======== Exercise data
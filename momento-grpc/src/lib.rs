// Status from tonic is inherently large; this is acceptable for error handling
#![allow(clippy::result_large_err)]

//! # Momento gRPC
//!
//! Connection management and metadata injection for the Momento client.
//!
//! ## Features
//!
//! - **Connections**: one long-lived, multiplexed channel per endpoint with a
//!   bound client stub, created lazily or eagerly, closed explicitly
//! - **Header injection**: a tower layer attaching metadata to every call, or
//!   only to the first call over a connection
//! - **TLS**: `https` endpoints are dialed with the bundled web PKI roots
//!
//! ## Quick Start
//!
//! ```rust,ignore
//! use momento_grpc::{ChannelConfig, GrpcConnection, Header};
//! use momento_wire::ScsClient;
//!
//! let config = ChannelConfig::builder()
//!     .endpoint("https://cache.cell-us-east-1-1.prod.a.momentohq.com:443")
//!     .build();
//!
//! let connection = GrpcConnection::lazy(
//!     &config,
//!     vec![
//!         Header::always("authorization", token),
//!         Header::once("agent", "rust:0.1.1"),
//!     ],
//!     ScsClient::new,
//! )?;
//!
//! let mut stub = connection.stub()?;
//! ```

mod client;
mod config;
mod error;
mod interceptor;

pub use client::GrpcConnection;
pub use config::{ChannelConfig, ChannelConfigBuilder};
pub use error::{GrpcError, Result};
pub use interceptor::{
    AGENT_HEADER, AUTHORIZATION_HEADER, BoxError, Header, HeaderError, HeaderLayer, HeaderScope,
    HeaderService,
};

// Re-export tonic types
pub use tonic::{
    Code, Request, Response, Status,
    metadata::{MetadataMap, MetadataValue},
    transport::Channel,
};

/// Prelude for common imports.
///
/// ```
/// use momento_grpc::prelude::*;
/// ```
pub mod prelude {
    pub use crate::client::GrpcConnection;
    pub use crate::config::ChannelConfig;
    pub use crate::error::{GrpcError, Result};
    pub use crate::interceptor::{Header, HeaderError, HeaderLayer, HeaderScope, HeaderService};
    pub use tonic::{Code, Request, Response, Status, transport::Channel};
}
================
■ What to produce
Could you say how many lines in the data above contain "injection"? Reply with the number alone.

■ Written solution
2